# Solar Water Heater



## jouatt (Nov 10, 2009)

I just bought a new home not long ago and it came with a solar water heater. I know absolutely nothing about solar water heaters. The tank looks old and rusty but the panels on the roof don't look to be in bad shape. The water seems to be heating ok but this morning there was no hot water. I don't know it takes awhile for hot water to return into the tank, or there is something wrong with the tank its self. I am thinking about replacing the tank because it looks rusted and in need of a replacement. How much would a new solar tank cost? does it need to be a special solar specific tank, or could i get a regular tank from Home Depot? Thanks.


----------



## heyhew (Nov 25, 2009)

I read that you can build your own solar water heating system for about $70, so I doubt there is anything special about replacing the tank.

These systems usually have a ton of hot water (almost to boiling!) running through them and should kick over to the house's normal hot water system if it runs out, but if there is rust, there might be some corrosion that is preventing the water from entering the tank. I'll put out some feelers and see if I can find out more for you.

Adrienne


----------



## TashaFaith (Mar 22, 2010)

Ya it may cost around 70 to 100 $ you can clean rust instead of buying new one.


----------



## cdutoit (Mar 23, 2010)

> Ya it may cost around 70 to 100 $ you can clean rust instead of buying new one.



I agree with Tasha. You can clean rust so before spending money on the tank, try and clean it first. If the problem still continues the rather take a picture of it  post it on the forum.


----------



## Cork-Guy (Mar 23, 2010)

Hey, post up some pictures of that bad boy. Where I live in Chicago I haven't seen one of these setup yet. Is it a real eye sore? I can't imagine it would cost that much, below is a link from EnergySavers.gov on proper maintenace of a solar watr heater.

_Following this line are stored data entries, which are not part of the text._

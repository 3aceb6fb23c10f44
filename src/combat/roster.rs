//! Standard card roster. Constants here override catalog scaling where the card's
//! mechanic is not expressed by the catalog's single `base + level * step` value.

use crate::combat::effects::{
    effects_from_model, CastFlavor, CooldownDecay, Effect, EffectRegistry, DEFAULT_CAST_COOLDOWN,
};
use crate::data::card::{Card, Scaling};

const VOLLEY_ARROWS: u32 = 3;
const VOLLEY_INTERVAL: Scaling = Scaling::new(16.0, -1.0);
const ARROW_COUNTER_THRESHOLD: Scaling = Scaling::new(16.0, -1.0);
const EXTRA_ARROW_CHANCE: Scaling = Scaling::new(0.70, 0.05);
const EXTRA_BURN_CHANCE: Scaling = Scaling::new(0.42, 0.03);
const ARROW_IGNITE_CHANCE: Scaling = Scaling::new(0.38, 0.02);
const FAN_PULSE_RATIO: Scaling = Scaling::new(0.52, 0.02);
const FAN_PULSE_INTERVAL: f64 = 15.0;
const DICE_BONUS_RATIO: Scaling = Scaling::new(0.7, 0.05);
const DICE_FIRST_ROLL_AT: f64 = 0.2;
const DICE_BATCH: u32 = 3;
const COIN_FLIP: f64 = 0.5;
const PULSE_IGNITE_CHANCE: Scaling = Scaling::new(0.70, 0.05);
const PULSE_IGNITE_STACKS: u32 = 3;
const MIRROR_EFFICIENCY: Scaling = Scaling::new(1.4, 0.1);
const MIRROR_ECHOES: u32 = 6;
const ANT_TICK_RATIO: Scaling = Scaling::new(0.014, 0.001);
const ANT_FIRST_BITE_AT: f64 = 0.5;
const ANT_INTERVAL: f64 = 3.0;
const EXPLODE_RATIO: Scaling = Scaling::new(0.52, 0.03);
const EXPLODE_THRESHOLD: u32 = 8;
const EXPLODE_DELAY: f64 = 1.5;
const ARROW_BUFF_DURATION: f64 = 10.0;
const STORM_COOLDOWN: f64 = 60.0;

impl EffectRegistry {
    /// Registry with every card of the standard roster.
    pub fn standard() -> Self {
        let mut registry = Self::empty();
        registry
            .register("yanhong", yanhong)
            .register("qihao", qihao)
            .register("wenmin", wenmin)
            .register("linfeng", linfeng)
            .register("shangguance", shangguance)
            .register("bear", bear)
            .register("icearrow_card", icearrow_card)
            .register("fan", fan)
            .register("dice", dice)
            .register("suishou", suishou)
            .register("mirror", mirror)
            .register("ant", ant)
            .register("twotails", twotails)
            .register("sixtails", sixtails)
            .register("zhouyixian", category_banner)
            .register("tiger", category_banner)
            .register("banner", category_banner)
            .register("woodsword", self_bonus);
        registry
    }
}

fn cooldown_or(card: &Card, default: f64) -> f64 {
    card.dps_model.params.cooldown.unwrap_or(default)
}

fn yanhong(card: &Card, level: u8) -> Vec<Effect> {
    vec![Effect::SkillCast {
        ratio: card.value_at(level),
        cooldown: cooldown_or(card, DEFAULT_CAST_COOLDOWN),
        flavor: CastFlavor::IceArrow,
        decay: None,
    }]
}

fn qihao(card: &Card, level: u8) -> Vec<Effect> {
    vec![Effect::SkillCast {
        ratio: card.value_at(level),
        cooldown: cooldown_or(card, STORM_COOLDOWN),
        flavor: CastFlavor::Storm,
        decay: Some(CooldownDecay {
            per_proc: 1.0,
            floor: 1.0,
        }),
    }]
}

fn wenmin(_card: &Card, level: u8) -> Vec<Effect> {
    vec![Effect::ArrowVolley {
        count: VOLLEY_ARROWS,
        interval: VOLLEY_INTERVAL.at(level),
    }]
}

fn linfeng(_card: &Card, level: u8) -> Vec<Effect> {
    vec![
        Effect::ExtraArrow {
            chance: EXTRA_ARROW_CHANCE.at(level),
        },
        Effect::ExtraBurn {
            chance: EXTRA_BURN_CHANCE.at(level),
        },
    ]
}

fn shangguance(_card: &Card, level: u8) -> Vec<Effect> {
    vec![Effect::ArrowIgnite {
        chance: ARROW_IGNITE_CHANCE.at(level),
        stacks: 1,
    }]
}

fn bear(card: &Card, level: u8) -> Vec<Effect> {
    let magnitude = card.value_at(level);
    if magnitude <= 0.0 {
        return Vec::new();
    }
    vec![Effect::ArrowStackBuff {
        magnitude,
        duration: ARROW_BUFF_DURATION,
    }]
}

/// Casts like any attack card and also turns arrow counts into pulses.
fn icearrow_card(card: &Card, level: u8) -> Vec<Effect> {
    let mut effects = effects_from_model(card, level);
    effects.push(Effect::ArrowCounter {
        threshold: ARROW_COUNTER_THRESHOLD.at(level).max(0.0) as u32,
    });
    effects
}

fn fan(_card: &Card, level: u8) -> Vec<Effect> {
    vec![Effect::PulseEmitter {
        first_at: FAN_PULSE_INTERVAL,
        batch: 1,
        interval: Some(FAN_PULSE_INTERVAL),
        ratio: Some(FAN_PULSE_RATIO.at(level)),
    }]
}

fn dice(_card: &Card, level: u8) -> Vec<Effect> {
    vec![
        Effect::PulseEmitter {
            first_at: DICE_FIRST_ROLL_AT,
            batch: DICE_BATCH,
            interval: None,
            ratio: None,
        },
        Effect::PulseBonus {
            chance: COIN_FLIP,
            ratio: DICE_BONUS_RATIO.at(level),
        },
    ]
}

fn suishou(_card: &Card, level: u8) -> Vec<Effect> {
    vec![Effect::PulseIgnite {
        chance: PULSE_IGNITE_CHANCE.at(level),
        stacks: PULSE_IGNITE_STACKS,
    }]
}

fn mirror(_card: &Card, level: u8) -> Vec<Effect> {
    vec![Effect::PulseEcho {
        chance: COIN_FLIP,
        efficiency: MIRROR_EFFICIENCY.at(level),
        echoes: MIRROR_ECHOES,
    }]
}

fn ant(_card: &Card, level: u8) -> Vec<Effect> {
    vec![
        Effect::BurnEmitter {
            first_at: ANT_FIRST_BITE_AT,
            stacks: 1,
            interval: ANT_INTERVAL,
        },
        Effect::BurnTick {
            ratio: ANT_TICK_RATIO.at(level),
        },
    ]
}

fn twotails(card: &Card, level: u8) -> Vec<Effect> {
    vec![Effect::BurnTrigger {
        ratio: card.value_at(level),
    }]
}

fn sixtails(_card: &Card, level: u8) -> Vec<Effect> {
    vec![Effect::BurnExplode {
        ratio: EXPLODE_RATIO.at(level),
        threshold: EXPLODE_THRESHOLD,
        delay: EXPLODE_DELAY,
    }]
}

fn category_banner(card: &Card, level: u8) -> Vec<Effect> {
    vec![Effect::GlobalBonus {
        bonus: card.value_at(level),
        per_category: true,
    }]
}

fn self_bonus(card: &Card, level: u8) -> Vec<Effect> {
    vec![Effect::GlobalBonus {
        bonus: card.value_at(level),
        per_category: false,
    }]
}
impl<'a> RunContext<'a> {
    pub fn new(state: CombatState, rng: Rng, deck: &'a [ResolvedCard], run_level: u8) -> Self {
        Self {
            state,
            queue: EventQueue::new(),
            rng,
            deck,
            run_level,
        }
    }

    /// Schedule the first occurrence of every periodic effect, in deck order.
    pub fn seed_events(&mut self) {
        let deck = self.deck;
        for (source, entry) in deck.iter().enumerate() {
            if entry.skill_cast().is_some() {
                self.queue
                    .schedule(Event::at(FIRST_CAST_AT, EventKind::SkillCast { source }));
            }
            for effect in &entry.effects {
                match *effect {
                    Effect::ArrowVolley { count, interval } => self.queue.schedule(Event::at(
                        interval,
                        EventKind::IceArrow {
                            source,
                            count,
                            interval,
                        },
                    )),
                    Effect::PulseEmitter {
                        first_at,
                        batch,
                        interval,
                        ratio,
                    } => self.queue.schedule(Event::at(
                        first_at,
                        EventKind::Pulse {
                            source,
                            shape: PulseShape::Batch {
                                count: batch,
                                ratio,
                                interval,
                            },
                        },
                    )),
                    Effect::BurnEmitter {
                        first_at,
                        stacks,
                        interval,
                    } => self.queue.schedule(Event::at(
                        first_at,
                        EventKind::BurnApply {
                            source: Some(source),
                            stacks,
                            interval: Some(interval),
                        },
                    )),
                    _ => {}
                }
            }
        }
    }

    /// Apply one event. The clock must already sit at `event.time`.
    pub fn dispatch(&mut self, event: Event) {
        match event.kind {
            EventKind::SkillCast { source } => self.on_skill_cast(source),
            EventKind::IceArrow {
                source,
                count,
                interval,
            } => self.on_ice_arrow(source, count, interval),
            EventKind::BurnApply {
                source,
                stacks,
                interval,
            } => self.on_burn_apply(source, stacks, interval),
            EventKind::DotTick { source, generation } => self.on_dot_tick(source, generation),
            EventKind::Pulse { source, shape } => self.on_pulse(source, shape),
            EventKind::BurnExplode { source } => self.on_burn_explode(source),
            EventKind::BuffExpire { aura } => {
                if let Some(expires_at) = self.state.expire_aura(&aura) {
                    self.queue
                        .schedule(Event::at(expires_at, EventKind::BuffExpire { aura }));
                }
            }
        }
    }

    fn now(&self) -> f64 {
        self.state.now()
    }

    /// `ratio × atk × global × special`, the formula shared by every special hit.
    fn special_hit(&self, ratio: f64) -> f64 {
        ratio * self.state.scaled_attack() * self.state.special_multiplier()
    }

    fn on_skill_cast(&mut self, source: usize) {
        let deck = self.deck;
        let Some(entry) = deck.get(source) else {
            return;
        };
        let Some((ratio, cooldown, flavor, decay)) = entry.skill_cast() else {
            return;
        };

        let mut damage = ratio * self.state.scaled_attack();
        if flavor.is_special() {
            damage *= self.state.special_multiplier();
        }
        if flavor == CastFlavor::IceArrow {
            damage *= self.state.arrow_stack_multiplier();
        }
        let label = flavor.label(entry.name());
        self.state.record_damage(&label, damage);
        self.state.record_cast(&label);

        if flavor == CastFlavor::IceArrow {
            self.state.count_ice_arrow();
            self.run_arrow_counter();
            self.apply_arrow_hit();
        }

        let next = decay.map_or(cooldown, |decay| {
            decay.apply(cooldown, self.state.ice_arrows())
        });
        self.queue.schedule(Event::at(
            self.now() + next,
            EventKind::SkillCast { source },
        ));
    }

    fn on_ice_arrow(&mut self, source: usize, count: u32, interval: f64) {
        let deck = self.deck;
        let mut hits = count;
        for effect in deck.iter().flat_map(|entry| &entry.effects) {
            if let Effect::ExtraArrow { chance } = *effect {
                let rolls = hits;
                for _ in 0..rolls {
                    if self.rng.chance(chance) {
                        hits += 1;
                    }
                }
            }
        }

        for _ in 0..hits {
            self.state.count_ice_arrow();
            for effect in deck.iter().flat_map(|entry| &entry.effects) {
                if let Effect::ArrowIgnite { chance, stacks } = *effect {
                    if self.rng.chance(chance) {
                        self.chain_burn(stacks);
                    }
                }
            }
            self.apply_arrow_hit();
        }
        self.run_arrow_counter();

        self.queue.schedule(Event::at(
            self.now() + interval,
            EventKind::IceArrow {
                source,
                count,
                interval,
            },
        ));
    }

    fn on_burn_apply(&mut self, source: Option<usize>, stacks: u32, interval: Option<f64>) {
        if stacks == 0 {
            return;
        }
        let deck = self.deck;

        let mut added = stacks;
        for effect in deck.iter().flat_map(|entry| &entry.effects) {
            if let Effect::ExtraBurn { chance } = *effect {
                let rolls = added;
                for _ in 0..rolls {
                    if self.rng.chance(chance) {
                        added += 1;
                    }
                }
            }
        }

        for entry in deck {
            for effect in &entry.effects {
                if let Effect::BurnTrigger { ratio } = *effect {
                    let damage = self.special_hit(ratio * f64::from(added));
                    self.state
                        .record_damage(&format!("{}-Passive", entry.name()), damage);
                }
            }
        }

        let now = self.now();
        let stacks_now = self.state.add_burn_stacks(added);
        if stacks_now > 0 && !self.state.dot_pending() {
            self.arm_dot(now + DOT_PERIOD);
        }

        if !self.state.explode_pending() {
            let explode = deck
                .iter()
                .enumerate()
                .find_map(|(index, entry)| entry.explode().map(|explode| (index, explode)));
            if let Some((index, (_, threshold, delay))) = explode {
                if stacks_now >= threshold {
                    self.state.arm_explode();
                    self.queue.schedule(
                        Event::at(now + delay, EventKind::BurnExplode { source: index })
                            .with_priority(PRIORITY_EXPLODE),
                    );
                }
            }
        }

        if let Some(interval) = interval.filter(|interval| *interval > 0.0) {
            self.queue.schedule(Event::at(
                now + interval,
                EventKind::BurnApply {
                    source,
                    stacks,
                    interval: Some(interval),
                },
            ));
        }
    }

    fn on_dot_tick(&mut self, source: Option<usize>, generation: u64) {
        if !self.state.take_dot(generation) {
            return;
        }
        let stacks = self.state.burn_stacks();
        if stacks == 0 {
            return;
        }

        let deck = self.deck;
        let tick = source.and_then(|index| {
            let entry = deck.get(index)?;
            entry.effects.iter().find_map(|effect| match *effect {
                Effect::BurnTick { ratio } => Some((ratio, format!("{}-Burn", entry.name()))),
                _ => None,
            })
        });
        let (ratio, label) = tick.unwrap_or_else(|| {
            (
                DEFAULT_DOT_RATIO_BASE + DEFAULT_DOT_RATIO_STEP * f64::from(self.run_level),
                DEFAULT_DOT_LABEL.to_string(),
            )
        });
        let damage = self.special_hit(ratio * f64::from(stacks));
        self.state.record_damage(&label, damage);

        self.arm_dot(self.now() + DOT_PERIOD);
    }

    fn on_pulse(&mut self, source: usize, shape: PulseShape) {
        let deck = self.deck;
        let Some(entry) = deck.get(source) else {
            return;
        };
        let (count, ratio, interval) = match shape {
            PulseShape::Echo { ratio } => {
                let damage = self.special_hit(ratio);
                self.state
                    .record_damage(&format!("{}-Echo", entry.name()), damage);
                return;
            }
            PulseShape::Batch {
                count,
                ratio,
                interval,
            } => (count, ratio, interval),
        };
        let now = self.now();

        self.state.count_pulses(count);
        if let Some(ratio) = ratio {
            let damage = self.special_hit(ratio * f64::from(count));
            self.state
                .record_damage(&format!("{}-Pulse", entry.name()), damage);
        }

        for bonus_card in deck {
            for effect in &bonus_card.effects {
                if let Effect::PulseBonus { chance, ratio } = *effect {
                    for _ in 0..count {
                        if self.rng.chance(chance) {
                            let damage = self.special_hit(ratio);
                            self.state
                                .record_damage(&format!("{}-Bonus", bonus_card.name()), damage);
                        }
                    }
                }
            }
        }

        for effect in deck.iter().flat_map(|entry| &entry.effects) {
            if let Effect::PulseIgnite { chance, stacks } = *effect {
                for _ in 0..count {
                    if self.rng.chance(chance) {
                        self.chain_burn(stacks);
                    }
                }
            }
        }

        if let Some(ratio) = ratio {
            for (echo_source, echo_card) in deck.iter().enumerate() {
                for effect in &echo_card.effects {
                    if let Effect::PulseEcho {
                        chance,
                        efficiency,
                        echoes,
                    } = *effect
                    {
                        for _ in 0..count {
                            if self.rng.chance(chance) {
                                for step in 1..=echoes {
                                    self.queue.schedule(Event::at(
                                        now + f64::from(step),
                                        EventKind::Pulse {
                                            source: echo_source,
                                            shape: PulseShape::Echo {
                                                ratio: ratio * efficiency,
                                            },
                                        },
                                    ));
                                }
                            }
                        }
                    }
                }
            }
        }

        if let Some(interval) = interval {
            self.queue.schedule(Event::at(
                now + interval,
                EventKind::Pulse { source, shape },
            ));
        }
    }

    fn on_burn_explode(&mut self, source: usize) {
        self.state.disarm_explode();
        let stacks = self.state.burn_stacks();
        if stacks == 0 {
            return;
        }
        let deck = self.deck;
        let Some(entry) = deck.get(source) else {
            return;
        };
        let Some((ratio, _, _)) = entry.explode() else {
            return;
        };
        self.state.count_explode();
        let damage = self.special_hit(ratio * f64::from(stacks));
        self.state
            .record_damage(&format!("{}-Explode", entry.name()), damage);
        self.state.clear_burn_stacks();
        self.state.cancel_dot();
    }

    /// Burn application chained from another proc; resolves after same-instant events.
    fn chain_burn(&mut self, stacks: u32) {
        self.queue.schedule(
            Event::at(
                self.now(),
                EventKind::BurnApply {
                    source: None,
                    stacks,
                    interval: None,
                },
            )
            .with_priority(PRIORITY_CHAINED),
        );
    }

    fn arm_dot(&mut self, due: f64) {
        let source = self.deck.iter().position(|entry| {
            entry
                .effects
                .iter()
                .any(|effect| matches!(effect, Effect::BurnTick { .. }))
        });
        let generation = self.state.arm_dot(due);
        self.queue
            .schedule(Event::at(due, EventKind::DotTick { source, generation }));
    }

    fn run_arrow_counter(&mut self) {
        let counter = self.deck.iter().enumerate().find_map(|(index, entry)| {
            entry.effects.iter().find_map(|effect| match *effect {
                Effect::ArrowCounter { threshold } => Some((index, threshold)),
                _ => None,
            })
        });
        let Some((source, threshold)) = counter else {
            return;
        };
        let procs = self.state.drain_arrow_counter(threshold);
        let at = self.now() + COUNTER_PULSE_DELAY;
        for _ in 0..procs {
            self.queue.schedule(Event::at(
                at,
                EventKind::Pulse {
                    source,
                    shape: PulseShape::Batch {
                        count: 1,
                        ratio: None,
                        interval: None,
                    },
                },
            ));
        }
    }

    /// Per-hit effects of any ice arrow: buff stacks and their auras. An aura keeps a
    /// single pending expiry however often it is refreshed.
    fn apply_arrow_hit(&mut self) {
        let deck = self.deck;
        let now = self.now();
        for entry in deck {
            for effect in &entry.effects {
                if let Effect::ArrowStackBuff {
                    magnitude,
                    duration,
                } = *effect
                {
                    let expires_at = now + duration;
                    self.state.push_arrow_stack(magnitude, expires_at);
                    if self.state.refresh_aura(&entry.card.id, expires_at) {
                        self.queue.schedule(Event::at(
                            expires_at,
                            EventKind::BuffExpire {
                                aura: entry.card.id.clone(),
                            },
                        ));
                    }
                }
            }
        }
    }
}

Energy Savers: Solar Water Heating System Maintenance and Repair


----------



## albionalden (May 20, 2012)

SWH systems are designed to deliver hot water for most of the year. However, in winter there sometimes may not be sufficient solar heat gain to deliver sufficient hot water. In this case a gas or electric booster is normally used to heat the water.


----------



## frankflynn (Jan 7, 2013)

For "$70" ou can make something that would heat up some water but I doubt you'd get far into a proper domestic hot water system.  A more reasonable price for a complete SHW system is $2 to 6 thousand.  One example

But the rust on your tank is most likely cosmetic.  A typical solar hot water storage tank is much like a regular hot water heater but without the heating elements (electric) or gas burner and heat exchanger (natural gas).  And the typocally have two more connections for water going to / from the solar panels or heat exchanger.

The "tank" is typically a steal tank, coated in the inside with something like porcelain.  Then covered with insulation and that is covered with a thin sheet metal  - this is the white skin you can see when you look at it.  This can rust off entirely and will not affect the tank (although if it's getting wet enough to do that you do have some other issues going on).

Like most all hot water heaters there is an "Anode Rod" which is there to slow the rust process.  You should replace this rod (it works by rusting first - once it is rusted the rest of the tank will rust more quickly).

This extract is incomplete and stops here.